***** Given records *****

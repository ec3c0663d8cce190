// Message bus: envelope stamping, outbound routing, and handler dispatch.
//
// Outbound, the bus owns one `ConnectionWriter` per linked peer and writes
// encoded envelopes to one (`send_to`) or all (`broadcast`) of them. A write
// failure detaches that link and reports the peer back to the caller; the
// peer's reader thread will notice the dead socket independently, so the
// caller only has to log.
//
// Inbound, `dispatch` runs every handler subscribed to the envelope's
// `MessageKind`. Handlers are isolated from each other and from the caller:
// an `Err` or a panic in one handler is logged and the rest still run. This
// keeps a misbehaving game-side observer from taking down a receive loop.
//
// The bus also stamps outgoing envelopes (`envelope`) with the local sender
// id, a per-sender message id, the wall-clock timestamp and the wire version.

use std::collections::{BTreeMap, HashMap};
use std::error::Error;
use std::panic::{self, AssertUnwindSafe};
use std::time::{SystemTime, UNIX_EPOCH};

use wayfarer_protocol::{Envelope, Message, MessageId, MessageKind, PeerId, WIRE_VERSION, encode};

use crate::connection::ConnectionWriter;

pub type HandlerResult = Result<(), Box<dyn Error + Send + Sync>>;

type Handler = Box<dyn FnMut(&Envelope) -> HandlerResult + Send>;

/// Milliseconds since the Unix epoch.
pub fn unix_millis() -> u64 {
    SystemTime::now()
        .duration_since(UNIX_EPOCH)
        .map(|d| d.as_millis() as u64)
        .unwrap_or(0)
}

pub struct MessageBus {
    local_id: PeerId,
    next_message_id: u64,
    links: BTreeMap<PeerId, ConnectionWriter>,
    handlers: HashMap<MessageKind, Vec<Handler>>,
}

impl MessageBus {
    pub fn new(local_id: PeerId) -> Self {
        Self {
            local_id,
            next_message_id: 0,
            links: BTreeMap::new(),
            handlers: HashMap::new(),
        }
    }

    pub fn local_id(&self) -> PeerId {
        self.local_id
    }

    /// Wrap a body in a freshly stamped envelope from this process.
    pub fn envelope(&mut self, body: Message) -> Envelope {
        let message_id = MessageId(self.next_message_id);
        self.next_message_id += 1;
        Envelope {
            wire_version: WIRE_VERSION,
            message_id,
            sender: self.local_id,
            timestamp_ms: unix_millis(),
            body,
        }
    }

    pub fn attach(&mut self, peer: PeerId, writer: ConnectionWriter) {
        if let Some(mut old) = self.links.insert(peer, writer) {
            old.close();
        }
    }

    /// Drop the link to `peer`, closing its socket.
    pub fn detach(&mut self, peer: PeerId) {
        if let Some(mut writer) = self.links.remove(&peer) {
            writer.close();
        }
    }

    pub fn is_linked(&self, peer: PeerId) -> bool {
        self.links.contains_key(&peer)
    }

    pub fn linked_peers(&self) -> Vec<PeerId> {
        self.links.keys().copied().collect()
    }

    /// Send to one peer. Returns false (and detaches) if the write failed or
    /// the peer isn't linked.
    pub fn send_to(&mut self, peer: PeerId, envelope: &Envelope) -> bool {
        let bytes = match encode(envelope) {
            Ok(bytes) => bytes,
            Err(e) => {
                log::warn!("dropping unencodable {:?}: {e}", envelope.kind());
                return false;
            }
        };
        self.write_bytes(peer, &bytes)
    }

    /// Send to every linked peer. Returns the peers whose write failed.
    pub fn broadcast(&mut self, envelope: &Envelope) -> Vec<PeerId> {
        self.broadcast_except(None, envelope)
    }

    /// Send to every linked peer other than `except`.
    pub fn broadcast_except(&mut self, except: Option<PeerId>, envelope: &Envelope) -> Vec<PeerId> {
        let bytes = match encode(envelope) {
            Ok(bytes) => bytes,
            Err(e) => {
                log::warn!("dropping unencodable {:?}: {e}", envelope.kind());
                return Vec::new();
            }
        };
        let targets: Vec<PeerId> = self
            .links
            .keys()
            .copied()
            .filter(|p| Some(*p) != except)
            .collect();
        targets
            .into_iter()
            .filter(|peer| !self.write_bytes(*peer, &bytes))
            .collect()
    }

    fn write_bytes(&mut self, peer: PeerId, bytes: &[u8]) -> bool {
        let Some(writer) = self.links.get_mut(&peer) else {
            return false;
        };
        match writer.send(bytes) {
            Ok(()) => true,
            Err(e) => {
                log::warn!("write to {peer} failed: {e}");
                self.detach(peer);
                false
            }
        }
    }

    /// Register `handler` for every envelope of `kind`.
    pub fn subscribe<F>(&mut self, kind: MessageKind, handler: F)
    where
        F: FnMut(&Envelope) -> HandlerResult + Send + 'static,
    {
        self.handlers
            .entry(kind)
            .or_default()
            .push(Box::new(handler));
    }

    /// Run the handlers for this envelope's kind. Returns how many completed
    /// successfully.
    pub fn dispatch(&mut self, envelope: &Envelope) -> usize {
        let kind = envelope.kind();
        let Some(handlers) = self.handlers.get_mut(&kind) else {
            return 0;
        };
        let mut ok = 0;
        for (index, handler) in handlers.iter_mut().enumerate() {
            match panic::catch_unwind(AssertUnwindSafe(|| handler(envelope))) {
                Ok(Ok(())) => ok += 1,
                Ok(Err(e)) => log::warn!("{kind:?} handler #{index} failed: {e}"),
                Err(_) => log::warn!("{kind:?} handler #{index} panicked"),
            }
        }
        ok
    }

    /// Close every link.
    pub fn close_all(&mut self) {
        for (_, mut writer) in std::mem::take(&mut self.links) {
            writer.close();
        }
    }
}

*****

- [Instructions to follow] Your response should be the lines above from the first to the one containing "still run. This", inclusive, each given exactly.

- [Output of the exercise]
repository ec3c0663d8cce190
// Message bus: envelope stamping, outbound routing, and handler dispatch.
//
// Outbound, the bus owns one `ConnectionWriter` per linked peer and writes
// encoded envelopes to one (`send_to`) or all (`broadcast`) of them. A write
// failure detaches that link and reports the peer back to the caller; the
// peer's reader thread will notice the dead socket independently, so the
// caller only has to log.
//
// Inbound, `dispatch` runs every handler subscribed to the envelope's
// `MessageKind`. Handlers are isolated from each other and from the caller:
// an `Err` or a panic in one handler is logged and the rest still run. This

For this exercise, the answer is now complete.